Enterprise Use Cases and Benefits of 5G Technology
Based on the above-listed features, 5G enables a host of novel and interesting use cases over a variety of network configurations. At a general level, these include:
- Enhanced mobile broadband (eMBB) networks that deliver faster download and upload speeds. eMBB networks improve the user experience for tasks such as streaming video and immersive gaming.
- IoT networks, including support for very large numbers of low-power devices. Such applications are increasingly deployed in a variety of settings such as industrial automation, smart cities, and connected cars.

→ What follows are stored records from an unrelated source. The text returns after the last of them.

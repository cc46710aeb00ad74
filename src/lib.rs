//! LoRaWAN egress geolocation integration.
//!
//! Turns uplink radio metadata into a location fix via an external
//! geolocation resolver and emits a [`model::LocationEvent`] back into
//! the host integration bus. See [`facade::GeolocationIntegration`] for
//! the entry point.

pub mod buffer;
pub mod config;
pub mod context;
pub mod error;
pub mod extract;
pub mod facade;
pub mod filters;
pub mod metrics;
pub mod model;
pub mod orchestrator;
pub mod resolver;

pub use config::Config;
pub use context::CorrelationContext;
pub use error::GeolocError;
pub use facade::{EventSink, GeolocationIntegration, Vars};
pub use model::{Location, LocationEvent, LocationSource, UplinkEvent};
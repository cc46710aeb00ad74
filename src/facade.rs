//! Integration facade — spec.md §4.1.
//!
//! Implements the event-handler contract the dispatcher calls into.
//! `HandleUplinkEvent` is the only handler with real behavior; the rest
//! are accepted and answered with success, matching the host
//! application server's convention that an integration only opts into
//! the event kinds it cares about.

use crate::buffer::BufferStore;
pub use crate::context::CorrelationContext;
use crate::error::GeolocError;
use crate::model::{LocationEvent, UplinkEvent};
use crate::orchestrator;
use crate::resolver::ResolverClient;
use crate::Config;
use async_trait::async_trait;
use std::collections::HashMap;
use std::sync::Arc;
use std::time::Duration;

/// Opaque string map passed through untouched (spec.md §4.1 `Vars`).
pub type Vars = HashMap<String, String>;

/// Sink the facade calls back into for derived events. Mirrors the
/// dispatcher's own outbound contract (spec.md §6): sink errors are
/// logged, never propagated.
#[async_trait]
pub trait EventSink: Send + Sync {
    async fn handle_location_event(
        &self,
        ctx: &CorrelationContext,
        vars: &Vars,
        event: LocationEvent,
    ) -> anyhow::Result<()>;
}

/// The geolocation integration, wired with its two external
/// collaborators (spec.md §4.2a, §4.6a).
pub struct GeolocationIntegration {
    config: Config,
    buffer: Arc<dyn BufferStore>,
    resolver: Arc<dyn ResolverClient>,
}

impl GeolocationIntegration {
    pub fn new(config: Config, buffer: Arc<dyn BufferStore>, resolver: Arc<dyn ResolverClient>) -> Self {
        Self { config, buffer, resolver }
    }

    /// The only handler with real behavior (spec.md §4.1).
    pub async fn handle_uplink_event(
        &self,
        ctx: &CorrelationContext,
        sink: &dyn EventSink,
        vars: &Vars,
        uplink: UplinkEvent,
    ) -> Result<(), GeolocError> {
        if !self.config.geolocation {
            return Ok(());
        }

        if ctx.is_cancelled() {
            tracing::warn!(device = %uplink.dev_eui, "uplink handling canceled before any I/O started");
            return Err(GeolocError::Cancelled);
        }

        let ttl = Duration::from_secs(self.config.geolocation_buffer_ttl);
        let buffer = crate::buffer::update(
            ctx,
            self.buffer.as_ref(),
            uplink.dev_eui,
            &uplink.rx_info,
            ttl,
        )
        .await?;

        let event =
            orchestrator::resolve(ctx, &self.config, self.resolver.as_ref(), &uplink, &buffer)
                .await?;

        if let Some(event) = event {
            if let Err(e) = sink.handle_location_event(ctx, vars, event).await {
                tracing::warn!(device = %uplink.dev_eui, error = %e, "location event sink failed, dropping");
            }
        }

        Ok(())
    }

    pub async fn handle_join_event(&self, _ctx: &CorrelationContext, _vars: &Vars) -> Result<(), GeolocError> {
        Ok(())
    }

    pub async fn handle_ack_event(&self, _ctx: &CorrelationContext, _vars: &Vars) -> Result<(), GeolocError> {
        Ok(())
    }

    pub async fn handle_error_event(&self, _ctx: &CorrelationContext, _vars: &Vars) -> Result<(), GeolocError> {
        Ok(())
    }

    pub async fn handle_status_event(&self, _ctx: &CorrelationContext, _vars: &Vars) -> Result<(), GeolocError> {
        Ok(())
    }

    pub async fn handle_location_event(&self, _ctx: &CorrelationContext, _vars: &Vars) -> Result<(), GeolocError> {
        Ok(())
    }

    pub async fn handle_tx_ack_event(&self, _ctx: &CorrelationContext, _vars: &Vars) -> Result<(), GeolocError> {
        Ok(())
    }

    pub async fn close(&self) -> Result<(), GeolocError> {
        Ok(())
    }

    /// This integration never sends downlinks.
    pub fn downlink_channel(&self) -> Option<()> {
        None
    }
}

#[cfg(test)]
mod tests {
    use super::*;
    use crate::buffer::InMemoryBufferStore;
    use crate::model::{AntennaLocation, DeviceId, UplinkReception};
    use crate::resolver::types::{
        GnssLr1110SingleFrameRequest, RssiMultiFrameRequest, RssiSingleFrameRequest,
        ResolvedFix, ResolverOutcome, TdoaMultiFrameRequest, TdoaSingleFrameRequest,
        WifiTdoaSingleFrameRequest,
    };
    use std::sync::Mutex;

    struct AlwaysFixResolver;

    #[async_trait]
    impl ResolverClient for AlwaysFixResolver {
        async fn tdoa_single(
            &self,
            _ctx: &CorrelationContext,
            _req: TdoaSingleFrameRequest,
        ) -> Result<ResolverOutcome, GeolocError> {
            Ok(fix())
        }
        async fn tdoa_multi(
            &self,
            _ctx: &CorrelationContext,
            _req: TdoaMultiFrameRequest,
        ) -> Result<ResolverOutcome, GeolocError> {
            Ok(fix())
        }
        async fn rssi_single(
            &self,
            _ctx: &CorrelationContext,
            _req: RssiSingleFrameRequest,
        ) -> Result<ResolverOutcome, GeolocError> {
            Ok(fix())
        }
        async fn rssi_multi(
            &self,
            _ctx: &CorrelationContext,
            _req: RssiMultiFrameRequest,
        ) -> Result<ResolverOutcome, GeolocError> {
            Ok(fix())
        }
        async fn wifi_tdoa(
            &self,
            _ctx: &CorrelationContext,
            _req: WifiTdoaSingleFrameRequest,
        ) -> Result<ResolverOutcome, GeolocError> {
            Ok(fix())
        }
        async fn gnss_lr1110(
            &self,
            _ctx: &CorrelationContext,
            _req: GnssLr1110SingleFrameRequest,
        ) -> Result<ResolverOutcome, GeolocError> {
            Ok(fix())
        }
    }

    fn fix() -> ResolverOutcome {
        ResolverOutcome::Fix(ResolvedFix {
            latitude: 1.123,
            longitude: 2.123,
            altitude: 3.333,
            accuracy: 10.0,
        })
    }

    #[derive(Default)]
    struct RecordingSink {
        received: Mutex<Vec<LocationEvent>>,
    }

    #[async_trait]
    impl EventSink for RecordingSink {
        async fn handle_location_event(
            &self,
            _ctx: &CorrelationContext,
            _vars: &Vars,
            event: LocationEvent,
        ) -> anyhow::Result<()> {
            self.received.lock().unwrap().push(event);
            Ok(())
        }
    }

    fn uplink() -> UplinkEvent {
        UplinkEvent {
            application_id: 1,
            application_name: "test-app".to_string(),
            device_name: "test-device".to_string(),
            dev_eui: DeviceId([1, 2, 3, 4, 5, 6, 7, 8]),
            f_cnt: 1,
            rx_info: vec![
                reception(1, 111),
                reception(2, 222),
                reception(3, 333),
            ],
            object_json: String::new(),
            tags: Default::default(),
        }
    }

    fn reception(id: u8, ts: u64) -> UplinkReception {
        UplinkReception {
            gateway_id: [id; 8],
            uplink_id: vec![id],
            rssi: id as i32,
            snr: id as f64 + 0.1,
            antenna_location: AntennaLocation {
                latitude: 1.111,
                longitude: 2.222,
                altitude: 3.333,
            },
            fine_timestamp: Some(ts),
        }
    }

    #[tokio::test]
    async fn disabled_geolocation_is_inert_s1() {
        let config = Config {
            geolocation: false,
            ..Config::default()
        };
        let integration = GeolocationIntegration::new(
            config,
            Arc::new(InMemoryBufferStore::new()),
            Arc::new(AlwaysFixResolver),
        );
        let sink = RecordingSink::default();

        integration
            .handle_uplink_event(&CorrelationContext::new(), &sink, &Vars::new(), uplink())
            .await
            .unwrap();

        assert!(sink.received.lock().unwrap().is_empty());
    }

    #[tokio::test]
    async fn enabled_tdoa_emits_a_location_event() {
        let config = Config {
            geolocation: true,
            geolocation_tdoa: true,
            ..Config::default()
        };
        let integration = GeolocationIntegration::new(
            config,
            Arc::new(InMemoryBufferStore::new()),
            Arc::new(AlwaysFixResolver),
        );
        let sink = RecordingSink::default();

        integration
            .handle_uplink_event(&CorrelationContext::new(), &sink, &Vars::new(), uplink())
            .await
            .unwrap();

        let received = sink.received.lock().unwrap();
        assert_eq!(received.len(), 1);
        assert_eq!(received[0].uplink_ids, vec![vec![1], vec![2], vec![3]]);
    }
}
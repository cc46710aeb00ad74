//! Resolver wire types — spec.md §4.5 "Request shaping", §4.6.
//!
//! These are the five request shapes and two response envelopes named in
//! the spec. Clients MUST tolerate additional fields on responses
//! (spec.md §6), so every response struct is `#[serde(default)]` on its
//! optional parts rather than failing on unknown keys.

use crate::model::{AntennaLocation, UplinkReception, WifiAccessPoint};
use serde::{Deserialize, Serialize};

/// One gateway's reception, shaped for the TDOA/WiFi-TDOA endpoints.
/// `toa` is the fine timestamp in nanoseconds; per spec.md §9 Open
/// Question (a), the WiFi request builder zeroes it even when a fine
/// timestamp is present on the reception — preserved here intentionally.
#[derive(Debug, Clone, Serialize, PartialEq)]
pub struct UplinkTdoa {
    pub gateway_id: String,
    pub rssi: i32,
    pub snr: f64,
    pub toa: u64,
    pub antenna_location: [f64; 3],
}

/// One gateway's reception, shaped for the RSSI endpoints (no `toa`).
#[derive(Debug, Clone, Serialize, PartialEq)]
pub struct UplinkRssi {
    pub gateway_id: String,
    pub rssi: i32,
    pub snr: f64,
    pub antenna_location: [f64; 3],
}

impl UplinkTdoa {
    pub fn from_reception(rx: &UplinkReception, toa: u64) -> Self {
        Self {
            gateway_id: hex::encode(rx.gateway_id),
            rssi: rx.rssi,
            snr: rx.snr,
            toa,
            antenna_location: location_array(rx.antenna_location),
        }
    }
}

impl UplinkRssi {
    pub fn from_reception(rx: &UplinkReception) -> Self {
        Self {
            gateway_id: hex::encode(rx.gateway_id),
            rssi: rx.rssi,
            snr: rx.snr,
            antenna_location: location_array(rx.antenna_location),
        }
    }
}

fn location_array(loc: AntennaLocation) -> [f64; 3] {
    [loc.latitude, loc.longitude, loc.altitude]
}

#[derive(Debug, Clone, Serialize)]
pub struct TdoaSingleFrameRequest {
    pub lorawan: Vec<UplinkTdoa>,
}

#[derive(Debug, Clone, Serialize)]
pub struct TdoaMultiFrameRequest {
    pub lorawan: Vec<Vec<UplinkTdoa>>,
}

#[derive(Debug, Clone, Serialize)]
pub struct RssiSingleFrameRequest {
    pub lorawan: Vec<UplinkRssi>,
}

#[derive(Debug, Clone, Serialize)]
pub struct RssiMultiFrameRequest {
    pub lorawan: Vec<Vec<UplinkRssi>>,
}

#[derive(Debug, Clone, Serialize)]
pub struct WifiApRequest {
    pub mac_address: String,
    pub signal_strength: i32,
}

impl From<&WifiAccessPoint> for WifiApRequest {
    fn from(ap: &WifiAccessPoint) -> Self {
        use base64::Engine;
        Self {
            mac_address: base64::engine::general_purpose::STANDARD.encode(ap.mac_address),
            signal_strength: ap.signal_strength,
        }
    }
}

#[derive(Debug, Clone, Serialize)]
pub struct WifiTdoaSingleFrameRequest {
    pub lorawan: Vec<UplinkTdoa>,
    pub wifi_access_points: Vec<WifiApRequest>,
}

#[derive(Debug, Clone, Serialize)]
pub struct GnssLr1110SingleFrameRequest {
    /// Hex-encoded GNSS scan payload.
    pub payload: String,
    pub gnss_assist_position: [f64; 2],
    pub gnss_assist_altitude: f64,
    /// Only present when `geolocation_gnss_use_rx_time` is configured.
    #[serde(skip_serializing_if = "Option::is_none")]
    pub gnss_capture_time: Option<i64>,
}

/// A resolved fix, stripped of the strategy-specific provenance the
/// orchestrator attaches afterward.
#[derive(Debug, Clone, Copy, PartialEq)]
pub struct ResolvedFix {
    pub latitude: f64,
    pub longitude: f64,
    pub altitude: f64,
    pub accuracy: f64,
}

/// Outcome of a resolver call (spec.md §4.6, §7 — `NoLocation` is a
/// sentinel, never an error value).
#[derive(Debug, Clone, Copy, PartialEq)]
pub enum ResolverOutcome {
    Fix(ResolvedFix),
    NoLocation,
}

#[derive(Debug, Deserialize, Default)]
pub(crate) struct LocationResult {
    pub latitude: f64,
    pub longitude: f64,
    pub altitude: f64,
    pub accuracy: f64,
}

#[derive(Debug, Deserialize, Default)]
pub(crate) struct ResolverResponseBody {
    #[serde(default)]
    pub result: Option<LocationResult>,
    #[serde(default)]
    pub errors: Option<Vec<String>>,
}

impl From<ResolverResponseBody> for ResolverOutcome {
    fn from(body: ResolverResponseBody) -> Self {
        match body.result {
            Some(r) => ResolverOutcome::Fix(ResolvedFix {
                latitude: r.latitude,
                longitude: r.longitude,
                altitude: r.altitude,
                accuracy: r.accuracy,
            }),
            None => ResolverOutcome::NoLocation,
        }
    }
}

#[derive(Debug, Deserialize, Default)]
pub(crate) struct GnssLocationResult {
    pub llh: [f64; 3],
    pub accuracy: f64,
}

#[derive(Debug, Deserialize, Default)]
pub(crate) struct GnssResponseBody {
    #[serde(default)]
    pub result: Option<GnssLocationResult>,
    #[serde(default)]
    pub errors: Option<Vec<String>>,
}

impl From<GnssResponseBody> for ResolverOutcome {
    fn from(body: GnssResponseBody) -> Self {
        match body.result {
            Some(r) => ResolverOutcome::Fix(ResolvedFix {
                latitude: r.llh[0],
                longitude: r.llh[1],
                altitude: r.llh[2],
                accuracy: r.accuracy,
            }),
            None => ResolverOutcome::NoLocation,
        }
    }
}

#[cfg(test)]
mod tests {
    use super::*;

    #[test]
    fn response_with_result_is_a_fix() {
        let body = ResolverResponseBody {
            result: Some(LocationResult {
                latitude: 1.1,
                longitude: 2.2,
                altitude: 3.3,
                accuracy: 10.0,
            }),
            errors: None,
        };
        assert_eq!(
            ResolverOutcome::from(body),
            ResolverOutcome::Fix(ResolvedFix {
                latitude: 1.1,
                longitude: 2.2,
                altitude: 3.3,
                accuracy: 10.0,
            })
        );
    }

    #[test]
    fn response_without_result_is_no_location() {
        let body = ResolverResponseBody {
            result: None,
            errors: Some(vec!["NO_LOCATION".to_string()]),
        };
        assert_eq!(ResolverOutcome::from(body), ResolverOutcome::NoLocation);
    }

    #[test]
    fn gnss_response_reads_llh_triplet() {
        let body = GnssResponseBody {
            result: Some(GnssLocationResult {
                llh: [1.123, 2.123, 3.123],
                accuracy: 10.0,
            }),
            errors: None,
        };
        assert_eq!(
            ResolverOutcome::from(body),
            ResolverOutcome::Fix(ResolvedFix {
                latitude: 1.123,
                longitude: 2.123,
                altitude: 3.123,
                accuracy: 10.0,
            })
        );
    }
}
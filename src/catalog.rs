// Country catalog (ISO 3166-1)
//
// `Catalog` is the read-only listing capability shared by the world-level
// view and per-country subdivision views.

use std::collections::HashMap;

use crate::country::Country;
use crate::dataset::tables::CountryRecord;
use crate::dataset::Dataset;
use crate::lookup::Lookup;

/// Sorted listings and full mappings over a code/name table.
///
/// `World` always answers `Found`. A `Country` without subdivisions answers
/// `NotApplicable`, which is distinct from an empty listing.
pub trait Catalog<'a> {
    /// All codes, lexically ascending
    fn all_codes(&self) -> Lookup<Vec<&'a str>>;

    /// All names, lexically ascending
    fn all_full_names(&self) -> Lookup<Vec<&'a str>>;

    /// Mapping code -> name
    fn code_full_name_hash(&self) -> Lookup<&'a HashMap<String, String>>;

    /// Mapping name -> code
    fn full_name_code_hash(&self) -> Lookup<&'a HashMap<String, String>>;
}

/// Keys of a table in plain byte order
pub(crate) fn sorted_keys(map: &HashMap<String, String>) -> Vec<&str> {
    let mut keys: Vec<&str> = map.keys().map(String::as_str).collect();
    keys.sort_unstable();
    keys
}

/// World-level view over the country table
#[derive(Debug, Clone, Copy)]
pub struct World<'a> {
    dataset: &'a Dataset,
}

impl<'a> World<'a> {
    pub(crate) fn new(dataset: &'a Dataset) -> Self {
        Self { dataset }
    }

    /// Countries in dataset order
    pub fn countries(&self) -> impl Iterator<Item = &'a CountryRecord> + 'a {
        let dataset: &'a Dataset = self.dataset;
        dataset.countries.iter()
    }

    /// Resolve a country handle, see `Dataset::country`
    pub fn country(&self, identifier: &str) -> Option<Country<'a>> {
        Country::resolve(self.dataset, identifier)
    }
}

impl<'a> Catalog<'a> for World<'a> {
    fn all_codes(&self) -> Lookup<Vec<&'a str>> {
        Lookup::Found(sorted_keys(&self.dataset.country_by_code))
    }

    fn all_full_names(&self) -> Lookup<Vec<&'a str>> {
        Lookup::Found(sorted_keys(&self.dataset.country_by_name))
    }

    fn code_full_name_hash(&self) -> Lookup<&'a HashMap<String, String>> {
        Lookup::Found(&self.dataset.country_by_code)
    }

    fn full_name_code_hash(&self) -> Lookup<&'a HashMap<String, String>> {
        Lookup::Found(&self.dataset.country_by_name)
    }
}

For instance, in industrial automation, 5G networks support the use of multiple robots and other machines in sensor saturated manufacturing environments.
- Mission-critical communications that provide low-latency and high-reliability communications to enable applications such as autonomous vehicles and remote process control.
- Fixed wireless access (FWA) networks, which deliver high-speed internet to homes and businesses in areas where it is difficult or expensive to lay fiber-optic cables.
- High performance AR/VR infrastructures, which are gradually becoming high in demand in sectors like gaming, tourism, and training.
- Edge computing applications and infrastructures, which facilitate data processing closer to the source of the data towards reducing latency and improving the efficiency of certain tasks.
These network configurations can support a variety of applications in different areas. In smart cities, 5G infrastructures are key to delivering QoS in applications like traffic management, public safety, emergency services, and environmental monitoring. As another example, 5G networks are already shaping future healthcare applications such as telemedicine, virtual consultations, remote surgery, and emergency response services. Likewise, in manufacturing, 5G networks provide the capacity and QoS needed to support predictive maintenance, remote control of production processes, as well as collaborative robots. Moreover, they enable VR and AR applications in manufacturing, which can be used for training, remote assistance, and visualization of assembly processes.
Overall, 5G networks have the potential to significantly alter the way that individuals and businesses interact with the internet. They will enable faster and more reliable connectivity that has an impact in areas that affect all of us, from education to entertainment to business. 5G networks will significantly improve the QoS of existing applications such as intelligent asset management and remote monitoring of patients. They will also enable a wave of novel applications that are hardly possible nowadays, such as autonomous driving and real-time telesurgery based on tactile interfaces and Mixed Reality (MR). Thus, 5G technology is very likely to be truly disruptive, not only for telecommunication carriers and other businesses that provide network services, but also for the consumers as well. Early adopters of 5G technology have a good chance to reap major benefits from its implementation, which is the reason why enterprises are advised to consider 5G opportunities sooner than later.